- [Prompt]:
The reply to the records below should contain exactly the lines from the line with "pub struct ImportSummary" through the line with "pub fn clean_identifier(raw: &str)", and nothing besides.
Content starts
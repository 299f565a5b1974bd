//! Tabular data staged for import into SQLite.

use crate::domain::error::{AppError, Result};
use serde::{Deserialize, Serialize};
use std::collections::HashSet;
use std::fmt;

/// Storage class inferred for an imported column.
#[derive(Debug, Clone, Copy, PartialEq, Eq, Serialize, Deserialize)]
pub enum ColumnType {
    Integer,
    Real,
    Text,
}

impl ColumnType {
    pub fn as_sql(&self) -> &'static str {
        match self {
            ColumnType::Integer => "INTEGER",
            ColumnType::Real => "REAL",
            ColumnType::Text => "TEXT",
        }
    }

    /// Widen this type so that `value` still fits.
    pub fn widen(self, value: &str) -> Self {
        let trimmed = value.trim();
        match self {
            ColumnType::Text => ColumnType::Text,
            ColumnType::Integer if trimmed.parse::<i64>().is_ok() => ColumnType::Integer,
            _ if trimmed.parse::<f64>().map(|v| v.is_finite()).unwrap_or(false) => {
                ColumnType::Real
            }
            _ => ColumnType::Text,
        }
    }
}

impl fmt::Display for ColumnType {
    fn fmt(&self, f: &mut fmt::Formatter<'_>) -> fmt::Result {
        f.write_str(self.as_sql())
    }
}

/// One table worth of rows. Empty cells are `None` and become SQL NULL.
#[derive(Debug, Clone, PartialEq)]
pub struct StagedTable {
    pub name: String,
    pub columns: Vec<String>,
    pub rows: Vec<Vec<Option<String>>>,
}

impl StagedTable {
    /// Cleans headers and cells of a freshly read sheet and rejects tables
    /// that cannot be loaded: no rows, or headers that collide once cleaned.
    pub fn from_raw(
        name: &str,
        headers: &[String],
        raw_rows: Vec<Vec<Option<String>>>,
    ) -> Result<Self> {
        if headers.is_empty() {
            return Err(AppError::ValidationError(format!(
                "Table '{}' has no columns",
                name
            )));
        }

        let columns: Vec<String> = headers.iter().map(|h| clean_identifier(h)).collect();
        let mut seen = HashSet::new();
        let duplicates: Vec<&str> = columns
            .iter()
            .filter(|column| !seen.insert(column.as_str()))
            .map(String::as_str)
            .collect();
        if !duplicates.is_empty() {
            return Err(AppError::ValidationError(format!(
                "Duplicate column names found in table '{}': {}",
                name,
                duplicates.join(", ")
            )));
        }

        let width = columns.len();
        let rows: Vec<Vec<Option<String>>> = raw_rows
            .into_iter()
            .map(|row| {
                let mut cells: Vec<Option<String>> = row
                    .into_iter()
                    .map(|cell| {
                        cell.map(|value| value.trim().to_string())
                            .filter(|value| !value.is_empty())
                    })
                    .collect();
                cells.resize(width, None);
                cells
            })
            .filter(|cells| cells.iter().any(Option::is_some))
            .collect();

        if rows.is_empty() {
            return Err(AppError::ValidationError(format!(
                "Table '{}' is empty",
                name
            )));
        }

        Ok(Self {
            name: name.to_string(),
            columns,
            rows,
        })
    }

    /// Infer a type per column from every non-empty cell.
    pub fn infer_column_types(&self) -> Vec<ColumnType> {
        (0..self.columns.len())
            .map(|idx| {
                let mut seen_value = false;
                let column_type = self
                    .rows
                    .iter()
                    .filter_map(|row| row.get(idx).and_then(|cell| cell.as_deref()))
                    .fold(ColumnType::Integer, |acc, value| {
                        seen_value = true;
                        acc.widen(value)
                    });
                if seen_value {
                    column_type
                } else {
                    ColumnType::Text
                }
            })
            .collect()
    }
}

/// Summary returned after a file has been loaded into SQLite.
#[derive(Debug, Clone, Serialize)]
pub struct ImportSummary {
    pub tables: Vec<ImportedTable>,
}

#[derive(Debug, Clone, Serialize)]
pub struct ImportedTable {
    pub name: String,
    pub columns: Vec<String>,
    pub rows: usize,
}

impl ImportSummary {
    pub fn total_rows(&self) -> usize {
        self.tables.iter().map(|table| table.rows).sum()
    }
}

/// Turn an arbitrary header or sheet name into a SQL-safe lowercase identifier.
pub fn clean_identifier(raw: &str) -> String {
    let mut cleaned = String::with_capacity(raw.len());
    for c in raw.trim().chars() {
        let mapped = if c.is_ascii_alphanumeric() { c } else { '_' };
        if mapped == '_' && cleaned.ends_with('_') {
            continue;
        }
        cleaned.push(mapped.to_ascii_lowercase());
    }

    let cleaned = cleaned.trim_matches('_');
    if cleaned.is_empty() {
        return "unnamed_column".to_string();
    }
    if cleaned.starts_with(|c: char| c.is_ascii_digit()) {
        return format!("col_{}", cleaned);
    }
    cleaned.to_string()
}

/// `base`, or `base_2`, `base_3`, ... when an earlier table already took it.
/// Every returned name is recorded in `taken`.
pub fn unique_table_name(base: &str, taken: &mut HashSet<String>) -> String {
    let mut candidate = base.to_string();
    let mut suffix = 2;
    while taken.contains(&candidate) {
        candidate = format!("{}_{}", base, suffix);
        suffix += 1;
    }
    taken.insert(candidate.clone());
    candidate
}

/// Fails when two staged tables would land in the same SQLite table.
pub fn ensure_distinct_table_names(tables: &[StagedTable]) -> Result<()> {
    let mut seen = HashSet::new();
    for table in tables {
        if !seen.insert(table.name.to_ascii_lowercase()) {
            return Err(AppError::ValidationError(format!(
                "Two tables would both be imported as '{}'",
                table.name
            )));
        }
    }
    Ok(())
}

#[cfg(test)]
mod tests {
    use super::*;

    #[test]
    fn test_clean_identifier() {
        assert_eq!(clean_identifier("First Name"), "first_name");
        assert_eq!(clean_identifier("  Revenue ($) "), "revenue");
        assert_eq!(clean_identifier("a--b__c"), "a_b_c");
        assert_eq!(clean_identifier("2024 Sales"), "col_2024_sales");
        assert_eq!(clean_identifier("%%%"), "unnamed_column");
        assert_eq!(clean_identifier("Café"), "caf");
    }

    #[test]
    fn test_from_raw_cleans_and_pads() {
        let headers = vec!["First Name".to_string(), "Age".to_string()];
        let table = StagedTable::from_raw(
            "data",
            &headers,
            vec![
                vec![Some(" Alice ".into())],
                vec![Some("".into()), Some("  ".into())],
                vec![Some("Bob".into()), Some("25".into()), Some("extra".into())],
            ],
        )
        .unwrap();

        assert_eq!(table.columns, vec!["first_name", "age"]);
        assert_eq!(
            table.rows,
            vec![
                vec![Some("Alice".to_string()), None],
                vec![Some("Bob".to_string()), Some("25".to_string())],
            ]
        );
    }

    #[test]
    fn test_from_raw_rejects_duplicates_and_empty() {
        let headers = vec!["Name".to_string(), "name ".to_string()];
        let err = StagedTable::from_raw("data", &headers, vec![vec![Some("a".into())]])
            .unwrap_err();
        assert!(err.to_string().contains("Duplicate column names"));

        let headers = vec!["name".to_string()];
        let err = StagedTable::from_raw("data", &headers, vec![vec![None]]).unwrap_err();
        assert!(err.to_string().contains("is empty"));
    }

    #[test]
    fn test_unique_table_name() {
        let mut taken = HashSet::new();
        let names: Vec<String> = ["Sales 2024", "Sales-2024", "sales_2024", "Costs"]
            .iter()
            .map(|sheet| unique_table_name(&clean_identifier(sheet), &mut taken))
            .collect();
        assert_eq!(names, vec!["sales_2024", "sales_2024_2", "sales_2024_3", "costs"]);

        // a later sheet literally named like a generated suffix still gets its own table
        let mut taken = HashSet::new();
        assert_eq!(unique_table_name("a", &mut taken), "a");
        assert_eq!(unique_table_name("a_2", &mut taken), "a_2");
        assert_eq!(unique_table_name("a", &mut taken), "a_3");
    }

    #[test]
    fn test_ensure_distinct_table_names() {
        let table = |name: &str| StagedTable {
            name: name.to_string(),
            columns: vec!["a".into()],
            rows: vec![vec![Some("1".into())]],
        };
        assert!(ensure_distinct_table_names(&[table("a"), table("b")]).is_ok());
        let err = ensure_distinct_table_names(&[table("sales"), table("b"), table("SALES")])
            .unwrap_err();
        assert!(matches!(err, AppError::ValidationError(_)));
    }

    #[test]
    fn test_infer_column_types() {
        let table = StagedTable {
            name: "data".to_string(),
            columns: vec!["id".into(), "price".into(), "city".into(), "blank".into()],
            rows: vec![
                vec![Some("1".into()), Some("9.5".into()), Some("NYC".into()), None],
                vec![Some("2".into()), Some("10".into()), Some("42".into()), None],
                vec![None, None, Some("LA".into()), None],
            ],
        };

        assert_eq!(
            table.infer_column_types(),
            vec![
                ColumnType::Integer,
                ColumnType::Real,
                ColumnType::Text,
                ColumnType::Text
            ]
        );
    }
}
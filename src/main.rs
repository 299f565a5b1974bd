use std::process::ExitCode;

#[tokio::main]
async fn main() -> ExitCode {
    text2sql_lib::run().await
}
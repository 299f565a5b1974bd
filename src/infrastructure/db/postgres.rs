use super::QueryDatabase;
use crate::domain::error::{AppError, Result};
use crate::domain::query::{ExecutionOutcome, QueryRows};
use crate::domain::schema::{ColumnSchema, SchemaDescriptor, TableSchema};
use async_trait::async_trait;
use bigdecimal::{BigDecimal, ToPrimitive};
use sqlx::postgres::{PgConnectOptions, PgPool, PgPoolOptions, PgRow};
use sqlx::{Column, Executor, Row, Statement};
use std::str::FromStr;
use std::time::Duration;
use tracing::{debug, error, info};

const SCHEMA_QUERY: &str = r#"
    SELECT
        c.table_name::text AS table_name,
        c.column_name::text AS column_name,
        c.data_type::text AS data_type,
        c.is_nullable = 'YES' AS is_nullable
    FROM information_schema.columns c
    JOIN information_schema.tables t
        ON t.table_schema = c.table_schema
        AND t.table_name = c.table_name
    WHERE c.table_schema = 'public'
        AND t.table_type IN ('BASE TABLE', 'VIEW')
    ORDER BY c.table_name, c.ordinal_position
"#;

/// PostgreSQL handle. Every session runs with
/// `default_transaction_read_only = on`, so the server refuses writes even if
/// one slips past the validator.
pub struct PostgresDatabase {
    pool: PgPool,
    query_timeout: Duration,
}

impl PostgresDatabase {
    pub async fn connect(url: &str, password: Option<&str>, query_timeout_secs: u64) -> Result<Self> {
        let options = connect_options(url, password)?;

        let pool = PgPoolOptions::new()
            .max_connections(2)
            .acquire_timeout(Duration::from_secs(5))
            .connect_with(options)
            .await
            .map_err(|e| {
                error!("Failed to connect to PostgreSQL: {}", e);
                AppError::DatabaseError(format!("Failed to connect to PostgreSQL: {}", e))
            })?;

        info!("Connected to PostgreSQL");

        Ok(Self {
            pool,
            query_timeout: Duration::from_secs(query_timeout_secs.max(1)),
        })
    }

    async fn run_select(&self, sql: &str) -> std::result::Result<QueryRows, sqlx::Error> {
        let statement = (&self.pool).prepare(sql).await?;
        let columns: Vec<String> = statement
            .columns()
            .iter()
            .map(|column| column.name().to_string())
            .collect();

        let rows = sqlx::query(sql).fetch_all(&self.pool).await?;
        let rows = rows
            .iter()
            .map(|row| {
                (0..row.len())
                    .map(|idx| extract_column_value(row, idx))
                    .collect()
            })
            .collect();

        Ok(QueryRows { columns, rows })
    }
}

/// Parses `url` and applies the password and read-only session settings.
pub fn connect_options(url: &str, password: Option<&str>) -> Result<PgConnectOptions> {
    let options = PgConnectOptions::from_str(url).map_err(|e| {
        AppError::ValidationError(format!("Invalid PostgreSQL connection URL: {}", e))
    })?;

    let options = match password {
        Some(password) => options.password(password),
        None => options,
    };

    Ok(options
        .application_name("text2sql")
        .options([("default_transaction_read_only", "on")]))
}

#[async_trait]
impl QueryDatabase for PostgresDatabase {
    async fn extract_schema(&self) -> Result<SchemaDescriptor> {
        let unavailable =
            |e: sqlx::Error| AppError::SchemaUnavailable(format!("Failed to read schema: {}", e));

        let rows = sqlx::query(SCHEMA_QUERY)
            .fetch_all(&self.pool)
            .await
            .map_err(unavailable)?;

        let mut tables: Vec<TableSchema> = Vec::new();
        for row in rows {
            let table: String = row.try_get("table_name").map_err(unavailable)?;
            let column = ColumnSchema {
                name: row.try_get("column_name").map_err(unavailable)?,
                data_type: row.try_get("data_type").map_err(unavailable)?,
                nullable: row.try_get("is_nullable").map_err(unavailable)?,
            };
            // rows arrive ordered by table, so a new name starts a new table
            if tables.last().map(|last| last.name != table).unwrap_or(true) {
                tables.push(TableSchema {
                    name: table,
                    columns: Vec::new(),
                });
            }
            if let Some(last) = tables.last_mut() {
                last.columns.push(column);
            }
        }

        debug!("Extracted schema with {} tables", tables.len());
        Ok(SchemaDescriptor::new(tables))
    }

    async fn execute(&self, sql: &str) -> ExecutionOutcome {
        let started = std::time::Instant::now();
        match tokio::time::timeout(self.query_timeout, self.run_select(sql)).await {
            Ok(Ok(rows)) => {
                debug!(
                    rows = rows.row_count(),
                    elapsed_ms = started.elapsed().as_millis() as u64,
                    "SQL executed"
                );
                ExecutionOutcome::Success(rows)
            }
            Ok(Err(e)) => ExecutionOutcome::Failure(engine_error_text(&e)),
            Err(_) => ExecutionOutcome::Failure(format!(
                "Query timed out after {} seconds",
                self.query_timeout.as_secs()
            )),
        }
    }

    fn dialect(&self) -> &'static str {
        "PostgreSQL"
    }

    async fn close(&self) {
        self.pool.close().await;
    }
}

fn engine_error_text(err: &sqlx::Error) -> String {
    match err {
        sqlx::Error::Database(db_err) => format!("PostgreSQL error: {}", db_err.message()),
        other => format!("PostgreSQL error: {}", other),
    }
}

/// Extract a column value from a row as serde_json::Value
fn extract_column_value(row: &PgRow, index: usize) -> serde_json::Value {
    if let Ok(v) = row.try_get::<Option<String>, _>(index) {
        return v
            .map(serde_json::Value::String)
            .unwrap_or(serde_json::Value::Null);
    }
    if let Ok(v) = row.try_get::<Option<i64>, _>(index) {
        return v
            .map(|n| serde_json::Value::Number(n.into()))
            .unwrap_or(serde_json::Value::Null);
    }
    if let Ok(v) = row.try_get::<Option<i32>, _>(index) {
        return v
            .map(|n| serde_json::Value::Number(n.into()))
            .unwrap_or(serde_json::Value::Null);
    }
    if let Ok(v) = row.try_get::<Option<i16>, _>(index) {
        return v
            .map(|n| serde_json::Value::Number(n.into()))
            .unwrap_or(serde_json::Value::Null);
    }
    if let Ok(v) = row.try_get::<Option<f64>, _>(index) {
        return v
            .and_then(serde_json::Number::from_f64)
            .map(serde_json::Value::Number)
            .unwrap_or(serde_json::Value::Null);
    }
    if let Ok(v) = row.try_get::<Option<f32>, _>(index) {
        return v
            .and_then(|n| serde_json::Number::from_f64(n as f64))
            .map(serde_json::Value::Number)
            .unwrap_or(serde_json::Value::Null);
    }
    if let Ok(v) = row.try_get::<Option<BigDecimal>, _>(index) {
        return v.map(decimal_to_json).unwrap_or(serde_json::Value::Null);
    }
    if let Ok(v) = row.try_get::<Option<bool>, _>(index) {
        return v
            .map(serde_json::Value::Bool)
            .unwrap_or(serde_json::Value::Null);
    }
    if let Ok(v) = row.try_get::<Option<chrono::DateTime<chrono::Utc>>, _>(index) {
        return v
            .map(|dt| serde_json::Value::String(dt.to_rfc3339()))
            .unwrap_or(serde_json::Value::Null);
    }
    if let Ok(v) = row.try_get::<Option<chrono::NaiveDateTime>, _>(index) {
        return v
            .map(|dt| serde_json::Value::String(dt.to_string()))
            .unwrap_or(serde_json::Value::Null);
    }
    if let Ok(v) = row.try_get::<Option<chrono::NaiveDate>, _>(index) {
        return v
            .map(|d| serde_json::Value::String(d.to_string()))
            .unwrap_or(serde_json::Value::Null);
    }
    if let Ok(v) = row.try_get::<Option<Vec<u8>>, _>(index) {
        return v
            .map(|bytes| serde_json::Value::String(format!("\\x{}", hex::encode(bytes))))
            .unwrap_or(serde_json::Value::Null);
    }

    serde_json::Value::Null
}

/// Whole numerics become integers, others floats; values too large for
/// either keep their exact text.
fn decimal_to_json(value: BigDecimal) -> serde_json::Value {
    if value.is_integer() {
        if let Some(n) = value.to_i64() {
            return serde_json::Value::Number(n.into());
        }
    } else if let Some(n) = value.to_f64().and_then(serde_json::Number::from_f64) {
        return serde_json::Value::Number(n);
    }
    serde_json::Value::String(value.to_string())
}

#[cfg(test)]
mod tests {
    use super::*;
    use serde_json::json;

    #[test]
    fn test_connect_options_from_url() {
        let options =
            connect_options("postgres://analyst@db.internal:6543/warehouse", Some("pw")).unwrap();
        assert_eq!(options.get_host(), "db.internal");
        assert_eq!(options.get_port(), 6543);
        assert_eq!(options.get_database(), Some("warehouse"));
        assert_eq!(options.get_username(), "analyst");
        assert_eq!(options.get_application_name(), Some("text2sql"));
        assert!(options
            .get_options()
            .unwrap_or_default()
            .contains("default_transaction_read_only=on"));
    }

    #[test]
    fn test_connect_options_rejects_bad_url() {
        let err = connect_options("not a url", None).unwrap_err();
        assert!(matches!(err, AppError::ValidationError(_)));
    }

    #[test]
    fn test_decimal_to_json() {
        let parse = |s: &str| BigDecimal::from_str(s).unwrap();
        assert_eq!(decimal_to_json(parse("42")), json!(42));
        assert_eq!(decimal_to_json(parse("42.000")), json!(42));
        assert_eq!(decimal_to_json(parse("12.5")), json!(12.5));
        assert_eq!(
            decimal_to_json(parse("123456789012345678901234567890")),
            json!("123456789012345678901234567890")
        );
    }

    // Needs a reachable server: TEXT2SQL_TEST_POSTGRES_URL=postgres://... cargo test -- --ignored
    #[tokio::test]
    #[ignore]
    async fn test_live_server_round_trip() {
        let url = std::env::var("TEXT2SQL_TEST_POSTGRES_URL").unwrap();
        let db = PostgresDatabase::connect(&url, None, 10).await.unwrap();

        db.extract_schema().await.unwrap();

        match db
            .execute("SELECT 1 AS one, 'a'::text AS t, 2.5::numeric AS n, NULL::int AS z")
            .await
        {
            ExecutionOutcome::Success(rows) => {
                assert_eq!(rows.columns, vec!["one", "t", "n", "z"]);
                assert_eq!(rows.rows, vec![vec![json!(1), json!("a"), json!(2.5), json!(null)]]);
            }
            ExecutionOutcome::Failure(e) => panic!("query failed: {e}"),
        }

        match db.execute("SELECT no_such_column").await {
            ExecutionOutcome::Failure(message) => assert!(message.starts_with("PostgreSQL error")),
            other => panic!("expected failure, got {:?}", other),
        }

        match db.execute("CREATE TABLE text2sql_should_fail (a int)").await {
            ExecutionOutcome::Failure(message) => assert!(message.contains("read-only"), "{message}"),
            other => panic!("expected read-only failure, got {:?}", other),
        }

        db.close().await;
    }
}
Content ends
- [Result below]:
pub struct ImportSummary {
    pub tables: Vec<ImportedTable>,
}

#[derive(Debug, Clone, Serialize)]
pub struct ImportedTable {
    pub name: String,
    pub columns: Vec<String>,
    pub rows: usize,
}

impl ImportSummary {
    pub fn total_rows(&self) -> usize {
        self.tables.iter().map(|table| table.rows).sum()
    }
}

/// Turn an arbitrary header or sheet name into a SQL-safe lowercase identifier.
pub fn clean_identifier(raw: &str) -> String {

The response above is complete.